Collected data
****************

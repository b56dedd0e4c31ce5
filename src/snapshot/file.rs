//! Snapshot file reading and writing
//!
//! Format (`<data_dir>/state.json`):
//! ```json
//! {
//!   "format_version": 1,
//!   "created_at": "2026-02-04T11:30:00Z",
//!   "checksum": "crc32:deadbeef",
//!   "state": "<store state as JSON text>"
//! }
//! ```
//!
//! The state is embedded as text so the checksum covers the exact bytes
//! that were written. Writes go to a temp file, are fsynced, then renamed
//! over the previous snapshot.

use std::fs::{self, File, OpenOptions};
use std::io::Write;
use std::path::{Path, PathBuf};

use chrono::Utc;
use serde::{Deserialize, Serialize};

use crate::store::StoreState;

use super::checksum::{compute_checksum, format_checksum, parse_checksum};
use super::errors::{SnapshotError, SnapshotResult};

/// Snapshot file name inside the data directory
pub const SNAPSHOT_FILE: &str = "state.json";

/// Current format version
pub const FORMAT_VERSION: u8 = 1;

#[derive(Debug, Clone, Serialize, Deserialize)]
struct SnapshotEnvelope {
    format_version: u8,
    created_at: String,
    checksum: String,
    state: String,
}

/// Path of the snapshot file for a data directory
pub fn snapshot_path(data_dir: &Path) -> PathBuf {
    data_dir.join(SNAPSHOT_FILE)
}

pub fn snapshot_exists(data_dir: &Path) -> bool {
    snapshot_path(data_dir).is_file()
}

/// Durably write `state` as the current snapshot
pub fn write_snapshot(data_dir: &Path, state: &StoreState) -> SnapshotResult<PathBuf> {
    let body = serde_json::to_string(state)
        .map_err(|e| SnapshotError::format_error(format!("Failed to encode state: {}", e)))?;

    let envelope = SnapshotEnvelope {
        format_version: FORMAT_VERSION,
        created_at: Utc::now().format("%Y-%m-%dT%H:%M:%SZ").to_string(),
        checksum: format_checksum(compute_checksum(body.as_bytes())),
        state: body,
    };
    let bytes = serde_json::to_vec_pretty(&envelope)
        .map_err(|e| SnapshotError::format_error(format!("Failed to encode snapshot: {}", e)))?;

    let final_path = snapshot_path(data_dir);
    let tmp_path = data_dir.join(format!("{}.tmp", SNAPSHOT_FILE));

    {
        let mut file =
            File::create(&tmp_path).map_err(|e| SnapshotError::io_error_at_path(&tmp_path, e))?;
        file.write_all(&bytes)
            .map_err(|e| SnapshotError::io_error_at_path(&tmp_path, e))?;
        // fsync is mandatory before the rename makes it visible
        file.sync_all()
            .map_err(|e| SnapshotError::io_error_at_path(&tmp_path, e))?;
    }

    fs::rename(&tmp_path, &final_path)
        .map_err(|e| SnapshotError::io_error_at_path(&final_path, e))?;
    fsync_dir(data_dir)?;

    Ok(final_path)
}

/// Read, checksum-verify and integrity-check the current snapshot
pub fn read_snapshot(data_dir: &Path) -> SnapshotResult<StoreState> {
    let path = snapshot_path(data_dir);
    let content = fs::read(&path).map_err(|e| SnapshotError::io_error_at_path(&path, e))?;

    let envelope: SnapshotEnvelope = serde_json::from_slice(&content)
        .map_err(|e| SnapshotError::format_error(format!("Invalid snapshot JSON: {}", e)))?;

    if envelope.format_version != FORMAT_VERSION {
        return Err(SnapshotError::format_error(format!(
            "Unsupported snapshot format version {}",
            envelope.format_version
        )));
    }

    let expected = parse_checksum(&envelope.checksum).ok_or_else(|| {
        SnapshotError::format_error(format!("Malformed checksum '{}'", envelope.checksum))
    })?;
    let actual = compute_checksum(envelope.state.as_bytes());
    if expected != actual {
        return Err(SnapshotError::corruption(format!(
            "Snapshot checksum mismatch: expected {}, got {}",
            format_checksum(expected),
            format_checksum(actual)
        )));
    }

    let state: StoreState = serde_json::from_str(&envelope.state)
        .map_err(|e| SnapshotError::format_error(format!("Invalid store state: {}", e)))?;
    state
        .verify()
        .map_err(|e| SnapshotError::corruption(e.to_string()))?;

    Ok(state)
}

#[cfg(unix)]
fn fsync_dir(path: &Path) -> SnapshotResult<()> {
    let dir = OpenOptions::new()
        .read(true)
        .open(path)
        .map_err(|e| SnapshotError::io_error_at_path(path, e))?;
    dir.sync_all()
        .map_err(|e| SnapshotError::io_error_at_path(path, e))
}

#[cfg(not(unix))]
fn fsync_dir(_path: &Path) -> SnapshotResult<()> {
    Ok(())
}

****************

_WHAT THE EXERCISE ASKS_.
Say every entry again, exactly as it reads.

_TASK ANSWER_.
repository b56dedd0e4c31ce5
filename src/snapshot/file.rs
//! Snapshot file reading and writing
//!
//! Format (`<data_dir>/state.json`):
//! ```json
//! {
//!   "format_version": 1,
//!   "created_at": "2026-02-04T11:30:00Z",
//!   "checksum": "crc32:deadbeef",
//!   "state": "<store state as JSON text>"
//! }
//! ```
//!
//! The state is embedded as text so the checksum covers the exact bytes
//! that were written. Writes go to a temp file, are fsynced, then renamed
//! over the previous snapshot.

use std::fs::{self, File, OpenOptions};
use std::io::Write;
use std::path::{Path, PathBuf};

use chrono::Utc;
use serde::{Deserialize, Serialize};

use crate::store::StoreState;

use super::checksum::{compute_checksum, format_checksum, parse_checksum};
use super::errors::{SnapshotError, SnapshotResult};

/// Snapshot file name inside the data directory
pub const SNAPSHOT_FILE: &str = "state.json";

/// Current format version
pub const FORMAT_VERSION: u8 = 1;

#[derive(Debug, Clone, Serialize, Deserialize)]
struct SnapshotEnvelope {
    format_version: u8,
    created_at: String,
    checksum: String,
    state: String,
}

/// Path of the snapshot file for a data directory
pub fn snapshot_path(data_dir: &Path) -> PathBuf {
    data_dir.join(SNAPSHOT_FILE)
}

pub fn snapshot_exists(data_dir: &Path) -> bool {
    snapshot_path(data_dir).is_file()
}

/// Durably write `state` as the current snapshot
pub fn write_snapshot(data_dir: &Path, state: &StoreState) -> SnapshotResult<PathBuf> {
    let body = serde_json::to_string(state)
        .map_err(|e| SnapshotError::format_error(format!("Failed to encode state: {}", e)))?;

    let envelope = SnapshotEnvelope {
        format_version: FORMAT_VERSION,
        created_at: Utc::now().format("%Y-%m-%dT%H:%M:%SZ").to_string(),
        checksum: format_checksum(compute_checksum(body.as_bytes())),
        state: body,
    };
    let bytes = serde_json::to_vec_pretty(&envelope)
        .map_err(|e| SnapshotError::format_error(format!("Failed to encode snapshot: {}", e)))?;

    let final_path = snapshot_path(data_dir);
    let tmp_path = data_dir.join(format!("{}.tmp", SNAPSHOT_FILE));

    {
        let mut file =
            File::create(&tmp_path).map_err(|e| SnapshotError::io_error_at_path(&tmp_path, e))?;
        file.write_all(&bytes)
            .map_err(|e| SnapshotError::io_error_at_path(&tmp_path, e))?;
        // fsync is mandatory before the rename makes it visible
        file.sync_all()
            .map_err(|e| SnapshotError::io_error_at_path(&tmp_path, e))?;
    }

    fs::rename(&tmp_path, &final_path)
        .map_err(|e| SnapshotError::io_error_at_path(&final_path, e))?;
    fsync_dir(data_dir)?;

    Ok(final_path)
}

/// Read, checksum-verify and integrity-check the current snapshot
pub fn read_snapshot(data_dir: &Path) -> SnapshotResult<StoreState> {
    let path = snapshot_path(data_dir);
    let content = fs::read(&path).map_err(|e| SnapshotError::io_error_at_path(&path, e))?;

    let envelope: SnapshotEnvelope = serde_json::from_slice(&content)
        .map_err(|e| SnapshotError::format_error(format!("Invalid snapshot JSON: {}", e)))?;

    if envelope.format_version != FORMAT_VERSION {
        return Err(SnapshotError::format_error(format!(
            "Unsupported snapshot format version {}",
            envelope.format_version
        )));
    }

    let expected = parse_checksum(&envelope.checksum).ok_or_else(|| {
        SnapshotError::format_error(format!("Malformed checksum '{}'", envelope.checksum))
    })?;
    let actual = compute_checksum(envelope.state.as_bytes());
    if expected != actual {
        return Err(SnapshotError::corruption(format!(
            "Snapshot checksum mismatch: expected {}, got {}",
            format_checksum(expected),
            format_checksum(actual)
        )));
    }

    let state: StoreState = serde_json::from_str(&envelope.state)
        .map_err(|e| SnapshotError::format_error(format!("Invalid store state: {}", e)))?;
    state
        .verify()
        .map_err(|e| SnapshotError::corruption(e.to_string()))?;

    Ok(state)
}

#[cfg(unix)]
fn fsync_dir(path: &Path) -> SnapshotResult<()> {
    let dir = OpenOptions::new()
        .read(true)
        .open(path)
        .map_err(|e| SnapshotError::io_error_at_path(path, e))?;
    dir.sync_all()
        .map_err(|e| SnapshotError::io_error_at_path(path, e))
}

#[cfg(not(unix))]
fn fsync_dir(_path: &Path) -> SnapshotResult<()> {
    Ok(())
}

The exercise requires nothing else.